**About this exercise**
Using the entries below, output each line exactly from the first through the one that contains "engine can log.".

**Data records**

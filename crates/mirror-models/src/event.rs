//! Behavioral event models.

use schemars::JsonSchema;
use serde::{Deserialize, Serialize};
use std::fmt;
use uuid::Uuid;

use crate::baseline::Baseline;

/// How a look-away was interpreted when it triggered.
#[derive(Debug, Clone, Copy, PartialEq, Eq, Hash, Serialize, Deserialize, JsonSchema)]
#[serde(rename_all = "snake_case")]
pub enum LookAwayType {
    /// Calm, productive look-away
    Thinking,
    /// Jittery or toggling look-away
    Distracted,
}

impl LookAwayType {
    pub fn as_str(&self) -> &'static str {
        match self {
            LookAwayType::Thinking => "thinking",
            LookAwayType::Distracted => "distracted",
        }
    }

    pub fn start_kind(&self) -> EventKind {
        match self {
            LookAwayType::Thinking => EventKind::LookAwayThinkingStart,
            LookAwayType::Distracted => EventKind::LookAwayDistractedStart,
        }
    }

    pub fn end_kind(&self) -> EventKind {
        match self {
            LookAwayType::Thinking => EventKind::LookAwayThinkingEnd,
            LookAwayType::Distracted => EventKind::LookAwayDistractedEnd,
        }
    }
}

/// Closed set of event types the engine can log.
#[derive(Debug, Clone, Copy, PartialEq, Eq, Hash, Serialize, Deserialize, JsonSchema)]
#[serde(rename_all = "SCREAMING_SNAKE_CASE")]
pub enum EventKind {
    CalibrationStart,
    CalibrationComplete,
    CalibrationIncomplete,
    CalibrationSkipped,
    FaceLostStart,
    FaceLostEnd,
    LookAwayThinkingStart,
    LookAwayThinkingEnd,
    LookAwayDistractedStart,
    LookAwayDistractedEnd,
    FocusStreakStart,
    FocusStreakEnd,
    DistractionStart,
    DistractionEnd,
    EnergyDipStart,
    EnergyDipEnd,
    Yawn,
    LowSignal,
}

impl EventKind {
    /// Wire identifier (e.g. `FACE_LOST_START`).
    pub fn as_str(&self) -> &'static str {
        match self {
            EventKind::CalibrationStart => "CALIBRATION_START",
            EventKind::CalibrationComplete => "CALIBRATION_COMPLETE",
            EventKind::CalibrationIncomplete => "CALIBRATION_INCOMPLETE",
            EventKind::CalibrationSkipped => "CALIBRATION_SKIPPED",
            EventKind::FaceLostStart => "FACE_LOST_START",
            EventKind::FaceLostEnd => "FACE_LOST_END",
            EventKind::LookAwayThinkingStart => "LOOK_AWAY_THINKING_START",
            EventKind::LookAwayThinkingEnd => "LOOK_AWAY_THINKING_END",
            EventKind::LookAwayDistractedStart => "LOOK_AWAY_DISTRACTED_START",
            EventKind::LookAwayDistractedEnd => "LOOK_AWAY_DISTRACTED_END",
            EventKind::FocusStreakStart => "FOCUS_STREAK_START",
            EventKind::FocusStreakEnd => "FOCUS_STREAK_END",
            EventKind::DistractionStart => "DISTRACTION_START",
            EventKind::DistractionEnd => "DISTRACTION_END",
            EventKind::EnergyDipStart => "ENERGY_DIP_START",
            EventKind::EnergyDipEnd => "ENERGY_DIP_END",
            EventKind::Yawn => "YAWN",
            EventKind::LowSignal => "LOW_SIGNAL",
        }
    }

    /// Family name with any `_START`/`_END` suffix removed.
    pub fn family(&self) -> &'static str {
        let name = self.as_str();
        name.strip_suffix("_START")
            .or_else(|| name.strip_suffix("_END"))
            .unwrap_or(name)
    }

    pub fn is_start(&self) -> bool {
        self.as_str().ends_with("_START")
    }

    pub fn is_end(&self) -> bool {
        self.as_str().ends_with("_END")
    }

    /// The matching close kind for an open kind.
    pub fn end_kind(&self) -> Option<EventKind> {
        match self {
            EventKind::FaceLostStart => Some(EventKind::FaceLostEnd),
            EventKind::LookAwayThinkingStart => Some(EventKind::LookAwayThinkingEnd),
            EventKind::LookAwayDistractedStart => Some(EventKind::LookAwayDistractedEnd),
            EventKind::FocusStreakStart => Some(EventKind::FocusStreakEnd),
            EventKind::DistractionStart => Some(EventKind::DistractionEnd),
            EventKind::EnergyDipStart => Some(EventKind::EnergyDipEnd),
            _ => None,
        }
    }
}

impl fmt::Display for EventKind {
    fn fmt(&self, f: &mut fmt::Formatter<'_>) -> fmt::Result {
        write!(f, "{}", self.as_str())
    }
}

/// Optional payload attached to an event.
#[derive(Debug, Clone, Default, PartialEq, Serialize, Deserialize, JsonSchema)]
pub struct EventMeta {
    /// Duration of the closed episode in seconds
    #[serde(skip_serializing_if = "Option::is_none")]
    pub duration_secs: Option<u64>,

    /// Look-away interpretation for look-away END events
    #[serde(skip_serializing_if = "Option::is_none")]
    pub look_away_type: Option<LookAwayType>,

    /// Rolling energy median an energy dip was measured against
    #[serde(skip_serializing_if = "Option::is_none")]
    pub energy_baseline: Option<f64>,

    /// Energy at the moment a dip triggered
    #[serde(skip_serializing_if = "Option::is_none")]
    pub energy_current: Option<f64>,

    /// Baseline produced by a completed calibration
    #[serde(skip_serializing_if = "Option::is_none")]
    pub baseline: Option<Baseline>,
}

impl EventMeta {
    pub fn with_duration(duration_secs: u64) -> Self {
        Self {
            duration_secs: Some(duration_secs),
            ..Default::default()
        }
    }
}

/// A logged behavioral event.
#[derive(Debug, Clone, PartialEq, Serialize, Deserialize, JsonSchema)]
pub struct Event {
    pub id: Uuid,

    #[serde(rename = "type")]
    pub kind: EventKind,

    /// Milliseconds on the caller's clock
    pub timestamp_ms: i64,

    /// Set when a near-duplicate occurrence was merged into this entry
    #[serde(default)]
    pub extended: bool,

    #[serde(flatten)]
    pub meta: EventMeta,
}

impl Event {
    pub fn new(kind: EventKind, timestamp_ms: i64, meta: EventMeta) -> Self {
        Self {
            id: Uuid::new_v4(),
            kind,
            timestamp_ms,
            extended: false,
            meta,
        }
    }
}
//! Focus, energy and confidence from per-second aggregates.
//!
//! Each score is `100 * (1 - weighted penalty sum)`, clamped to [0, 100].
//! Weights come from the context mode active when the tick is evaluated.

use mirror_models::{AutoTunedThresholds, Baseline, ConfidenceWeights, EnergyWeights, FocusWeights};

use crate::stats::{clamp, nonzero_or, penalty};

fn to_score(weighted_penalty: f64) -> f64 {
    clamp(100.0 * (1.0 - weighted_penalty), 0.0, 100.0)
}

/// Inputs to the focus score.
#[derive(Debug, Clone, Copy)]
pub struct FocusInputs {
    pub face_present: bool,
    pub away_ratio: f64,
    pub head_motion_ema: f64,
    pub gaze_motion_ema: f64,
}

pub fn focus_raw(
    inputs: &FocusInputs,
    baseline: &Baseline,
    tuned: &AutoTunedThresholds,
    w: &FocusWeights,
) -> f64 {
    let p_face = if inputs.face_present { 0.0 } else { 1.0 };
    let p_away = inputs.away_ratio;

    let head_high = nonzero_or(tuned.head_jitter.high, baseline.head_jitter_base * 3.0);
    let gaze_high = nonzero_or(tuned.gaze_tolerance.extended, baseline.gaze_jitter_base * 3.0);
    let p_head = penalty(inputs.head_motion_ema, baseline.head_jitter_base * 1.2, head_high);
    let p_gaze = penalty(inputs.gaze_motion_ema, baseline.gaze_jitter_base * 1.2, gaze_high);

    to_score(w.face * p_face + w.away * p_away + w.head * p_head + w.gaze * p_gaze)
}

/// Inputs to the energy score.
#[derive(Debug, Clone, Copy)]
pub struct EnergyInputs {
    pub ear: f64,
    pub blink_rate: f64,
    pub yawn_active: bool,
    pub head_motion_ema: f64,
}

/// Relative EAR drop from the baseline.
pub fn ear_drop(ear: f64, baseline: &Baseline) -> f64 {
    (baseline.ear_base - ear) / baseline.ear_base.max(0.01)
}

pub fn energy_raw(
    inputs: &EnergyInputs,
    baseline: &Baseline,
    tuned: &AutoTunedThresholds,
    w: &EnergyWeights,
) -> f64 {
    let blink_normal = nonzero_or(tuned.blink_rate.normal, baseline.blink_rate_base);

    let p_ear = penalty(ear_drop(inputs.ear, baseline), 0.08, 0.25);

    let blink_dev = (inputs.blink_rate - blink_normal).abs() / blink_normal.max(1.0);
    let p_blink = penalty(blink_dev, 0.5, 1.5);

    // Stillness below this fraction of baseline jitter reads as low energy.
    let motion_floor = baseline.head_jitter_base * 0.7;
    let p_motion = penalty(motion_floor - inputs.head_motion_ema, 0.0, motion_floor);

    let p_yawn = if inputs.yawn_active { 1.0 } else { 0.0 };

    to_score(w.ear * p_ear + w.blink * p_blink + w.motion * p_motion + w.yawn * p_yawn)
}

/// Inputs to the confidence score.
#[derive(Debug, Clone, Copy)]
pub struct ConfidenceInputs {
    pub face_present: bool,
    pub away_ratio: f64,
    pub head_down: f64,
    pub face_size: f64,
    pub speaking: bool,
    pub filler_rate: f64,
}

pub fn confidence_raw(inputs: &ConfidenceInputs, baseline: &Baseline, w: &ConfidenceWeights) -> f64 {
    let p_face = if inputs.face_present { 0.0 } else { 1.0 };
    let p_engage = penalty(inputs.away_ratio, 0.15, 0.60);
    let p_down = penalty(inputs.head_down - baseline.down_head_base, 0.02, 0.10);
    let p_far = penalty(baseline.face_size_base - inputs.face_size, 0.02, 0.10);

    let p_voice = if inputs.speaking && baseline.filler_rate_base > 0.0 {
        let dev = (inputs.filler_rate - baseline.filler_rate_base) / baseline.filler_rate_base.max(1.0);
        penalty(dev, 0.5, 2.0)
    } else {
        0.0
    };

    to_score(
        w.face * p_face + w.engage * p_engage + w.down * p_down + w.far * p_far + w.voice * p_voice,
    )
}

#[cfg(test)]
mod tests {
    use super::*;
    use mirror_models::ContextMode;

    fn focus_under(mode: ContextMode, inputs: &FocusInputs) -> f64 {
        focus_raw(
            inputs,
            &Baseline::default(),
            &AutoTunedThresholds::default(),
            &mode.weights().focus,
        )
    }

    #[test]
    fn test_scores_clamped_for_extreme_input() {
        let baseline = Baseline::default();
        let tuned = AutoTunedThresholds::default();
        let weights = ContextMode::Meeting.weights();

        let focus = focus_raw(
            &FocusInputs {
                face_present: false,
                away_ratio: 50.0,
                head_motion_ema: 1e9,
                gaze_motion_ema: f64::MAX,
            },
            &baseline,
            &tuned,
            &weights.focus,
        );
        assert_eq!(focus, 0.0);

        let energy = energy_raw(
            &EnergyInputs {
                ear: -10.0,
                blink_rate: 1e6,
                yawn_active: true,
                head_motion_ema: -5.0,
            },
            &baseline,
            &tuned,
            &weights.energy,
        );
        assert!((0.0..=100.0).contains(&energy));

        let confidence = confidence_raw(
            &ConfidenceInputs {
                face_present: true,
                away_ratio: -3.0,
                head_down: -1.0,
                face_size: 10.0,
                speaking: false,
                filler_rate: 0.0,
            },
            &baseline,
            &weights.confidence,
        );
        assert_eq!(confidence, 100.0);
    }

    #[test]
    fn test_context_changes_focus_when_away() {
        let inputs = FocusInputs {
            face_present: true,
            away_ratio: 0.5,
            head_motion_ema: 0.0,
            gaze_motion_ema: 0.0,
        };
        let coding = focus_under(ContextMode::Coding, &inputs);
        let meeting = focus_under(ContextMode::Meeting, &inputs);
        assert!((coding - 87.5).abs() < 1e-9);
        assert!((meeting - 80.0).abs() < 1e-9);
    }

    #[test]
    fn test_context_identical_when_no_penalty_active() {
        let inputs = FocusInputs {
            face_present: true,
            away_ratio: 0.0,
            head_motion_ema: 0.0,
            gaze_motion_ema: 0.0,
        };
        assert_eq!(
            focus_under(ContextMode::Coding, &inputs),
            focus_under(ContextMode::Meeting, &inputs)
        );

        // Face absence, head and gaze weights also differ between modes,
        // so any of those terms being non-zero separates the scores too.
        let absent = FocusInputs {
            face_present: false,
            ..inputs
        };
        assert_ne!(
            focus_under(ContextMode::Coding, &absent),
            focus_under(ContextMode::Meeting, &absent)
        );
    }

    #[test]
    fn test_voice_penalty_needs_filler_baseline() {
        let baseline = Baseline::default();
        let weights = ContextMode::Meeting.weights().confidence;
        let inputs = ConfidenceInputs {
            face_present: true,
            away_ratio: 0.0,
            head_down: 0.0,
            face_size: baseline.face_size_base,
            speaking: true,
            filler_rate: 50.0,
        };
        assert_eq!(confidence_raw(&inputs, &baseline, &weights), 100.0);

        let with_filler = Baseline {
            filler_rate_base: 2.0,
            ..baseline
        };
        assert!(confidence_raw(&inputs, &with_filler, &weights) < 100.0);
    }
}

**Response area**
filename crates/mirror-models/src/event.rs
//! Behavioral event models.

use schemars::JsonSchema;
use serde::{Deserialize, Serialize};
use std::fmt;
use uuid::Uuid;

use crate::baseline::Baseline;

/// How a look-away was interpreted when it triggered.
#[derive(Debug, Clone, Copy, PartialEq, Eq, Hash, Serialize, Deserialize, JsonSchema)]
#[serde(rename_all = "snake_case")]
pub enum LookAwayType {
    /// Calm, productive look-away
    Thinking,
    /// Jittery or toggling look-away
    Distracted,
}

impl LookAwayType {
    pub fn as_str(&self) -> &'static str {
        match self {
            LookAwayType::Thinking => "thinking",
            LookAwayType::Distracted => "distracted",
        }
    }

    pub fn start_kind(&self) -> EventKind {
        match self {
            LookAwayType::Thinking => EventKind::LookAwayThinkingStart,
            LookAwayType::Distracted => EventKind::LookAwayDistractedStart,
        }
    }

    pub fn end_kind(&self) -> EventKind {
        match self {
            LookAwayType::Thinking => EventKind::LookAwayThinkingEnd,
            LookAwayType::Distracted => EventKind::LookAwayDistractedEnd,
        }
    }
}

/// Closed set of event types the engine can log.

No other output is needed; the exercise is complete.